Is a major war in which thermonuclear weapons could obliterate most of society no longer unthinkable? Is it even possible? As the old bipolar strategic balance of the Cold War now has a third pole – an increasingly nuclear-armed China – is the infamous Doomsday Clock one tick closer to Armageddon?

Many believe that the Cuban Missile Crisis in October 1962 was the closest brush with nuclear war so far. While that may be true, at least two other incidents cannot be dismissed. In 1979, the then-commander of the strategic air command was awakened in the middle of the night by a watch officer at Offutt Air Force Base south of Omaha, Neb., and informed that radar had picked up some 200 incoming Soviet warheads.

The general, a lawyer by training, knew first reports were invariably wrong. Before going to a higher defense condition, the general told the watch officer to double and triple check the alert. With a time of flight of Soviet warheads to target of less than 30 minutes, seconds counted. Fortunately, it was a false alarm. The outgoing watch team failed to scrub its computers after a test. But suppose the general had panicked.

Possibly much closer to danger was NATO’s Able Archer command post exercise in November 1983. For a short time, the Soviets misbelieved that Able Archer could be a cover for a first strike.

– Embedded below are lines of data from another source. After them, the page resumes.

// FilePress - Content-aware file compression
// Copyright (C) 2025 FilePress Contributors
//
// This program is free software: you can redistribute it and/or modify
// it under the terms of the GNU Affero General Public License as published
// by the Free Software Foundation, either version 3 of the License, or
// (at your option) any later version.
//
// This program is distributed in the hope that it will be useful,
// but WITHOUT ANY WARRANTY; without even the implied warranty of
// MERCHANTABILITY or FITNESS FOR A PARTICULAR PURPOSE. See the
// GNU Affero General Public License for more details.


mod classify;
mod compress;
mod estimate;
mod probe;

pub use classify::ClassifyCmd;
pub use compress::CompressCmd;
pub use estimate::EstimateCmd;
pub use probe::ProbeCmd;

Given President Reagan’s rhetoric about the “evil empire” and his Star Wars program announced that February, the already paranoid Soviets needed little to feed those fears. Fortunately, the Soviets finally stood down.

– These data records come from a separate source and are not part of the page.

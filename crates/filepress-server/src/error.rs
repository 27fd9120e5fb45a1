// FilePress - Content-aware file compression
// Copyright (C) 2025 FilePress Contributors
//
// This program is free software: you can redistribute it and/or modify
// it under the terms of the GNU Affero General Public License as published
// by the Free Software Foundation, either version 3 of the License, or
// (at your option) any later version.
//
// This program is distributed in the hope that it will be useful,
// but WITHOUT ANY WARRANTY; without even the implied warranty of
// MERCHANTABILITY or FITNESS FOR A PARTICULAR PURPOSE. See the
// GNU Affero General Public License for more details.


//! HTTP error responses

use axum::extract::multipart::MultipartError;
use axum::http::StatusCode;
use axum::response::{IntoResponse, Response};
use axum::Json;
use filepress_compression::DispatchError;
use serde::Serialize;
use thiserror::Error;

/// Errors returned by handlers
///
/// Every variant renders as a JSON body `{"error": ..., "details": ...}`.
#[derive(Error, Debug)]
pub enum ApiError {
    /// Missing or unreadable upload
    #[error("{0}")]
    BadRequest(String),

    /// Upload exceeds the configured limit
    #[error("Upload exceeds {limit} bytes")]
    PayloadTooLarge {
        /// Configured limit in bytes
        limit: u64,
    },

    /// The selected strategy failed
    #[error("Compression failed: {0}")]
    CompressionFailed(String),

    /// The transcoder binary could not be run
    #[error("Transcoder unavailable: {0}")]
    TranscoderUnavailable(String),

    /// Response could not be assembled
    #[error("Internal error: {0}")]
    Internal(String),
}

#[derive(Serialize)]
struct ErrorBody {
    error: String,
    #[serde(skip_serializing_if = "Option::is_none")]
    details: Option<String>,
}

impl ApiError {
    /// HTTP status for this error
    pub fn status(&self) -> StatusCode {
        match self {
            ApiError::BadRequest(_) => StatusCode::BAD_REQUEST,
            ApiError::PayloadTooLarge { .. } => StatusCode::PAYLOAD_TOO_LARGE,
            ApiError::CompressionFailed(_) | ApiError::Internal(_) => {
                StatusCode::INTERNAL_SERVER_ERROR
            }
            ApiError::TranscoderUnavailable(_) => StatusCode::SERVICE_UNAVAILABLE,
        }
    }

    fn body(&self) -> ErrorBody {
        let (error, details) = match self {
            ApiError::BadRequest(msg) => (msg.clone(), None),
            ApiError::PayloadTooLarge { .. } => ("Upload too large".to_string(), Some(self.to_string())),
            ApiError::CompressionFailed(msg) => ("Compression failed".to_string(), Some(msg.clone())),
            ApiError::TranscoderUnavailable(msg) => {
                ("Transcoder unavailable".to_string(), Some(msg.clone()))
            }
            ApiError::Internal(msg) => ("Internal error".to_string(), Some(msg.clone())),
        };
        ErrorBody { error, details }
    }

    /// Map a multipart read failure, keeping the body-limit status
    pub fn from_multipart(err: MultipartError, limit: u64) -> Self {
        if err.status() == StatusCode::PAYLOAD_TOO_LARGE {
            ApiError::PayloadTooLarge { limit }
        } else {
            ApiError::BadRequest(format!("Failed to parse upload: {}", err.body_text()))
        }
    }
}

impl From<DispatchError> for ApiError {
    fn from(err: DispatchError) -> Self {
        match err {
            DispatchError::Input(msg) => ApiError::BadRequest(msg),
            DispatchError::CompressionFailed(msg) => ApiError::CompressionFailed(msg),
        }
    }
}

impl IntoResponse for ApiError {
    fn into_response(self) -> Response {
        (self.status(), Json(self.body())).into_response()
    }
}

#[cfg(test)]
mod tests {
    use super::*;

    #[test]
    fn test_status_mapping() {
        assert_eq!(
            ApiError::from(DispatchError::input("empty")).status(),
            StatusCode::BAD_REQUEST
        );
        assert_eq!(
            ApiError::from(DispatchError::compression_failed("boom")).status(),
            StatusCode::INTERNAL_SERVER_ERROR
        );
        assert_eq!(
            ApiError::PayloadTooLarge { limit: 1 }.status(),
            StatusCode::PAYLOAD_TOO_LARGE
        );
        assert_eq!(
            ApiError::TranscoderUnavailable("x".into()).status(),
            StatusCode::SERVICE_UNAVAILABLE
        );
    }

    #[test]
    fn test_compression_failure_body() {
        let body = ApiError::CompressionFailed("image decode failed".into()).body();
        assert_eq!(body.error, "Compression failed");
        assert_eq!(body.details.as_deref(), Some("image decode failed"));
    }
}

Forty years later, while there are many times fewer nuclear weapons, there are more nuclear-armed states. Among them are India, Pakistan, Israel, North Korea and potential “break out” states such as Iran. And the United Kingdom and France each possess more than 200 nuclear warheads.

These realities raise many profound and deeply troubling questions. Do the nuclear deterrence theories and practices developed during the Cold and post-Cold War apply? How should the U.S., China and Russia approach this three-way standoff? Given Russian suspension of the New START Treaty and China’s refusal even to discuss nuclear weapons, is arms control dead? And what crisis management arrangements are in place to prevent any situation from escalating or leading to war?

Some scenarios would make Herman Khan’s “Thinking the Unthinkable” and his escalatory ladders to thermonuclear war seem mild. And many can be miscalculations or misjudgments, as in Able Archer. The more obvious ones could include nuclear states outside China, Russia and the U.S.

While Pakistani nuclear weapons are indeed secure with a three key system to prevent unauthorized use, a conflict with India is not impossible. Suppose Kim Jong Un believed his regime were at risk. Would he use nuclear weapons to remain in power — the Putin question over Ukraine? And how would South Korea and Japan respond given that both have advanced civilian nuclear capabilities?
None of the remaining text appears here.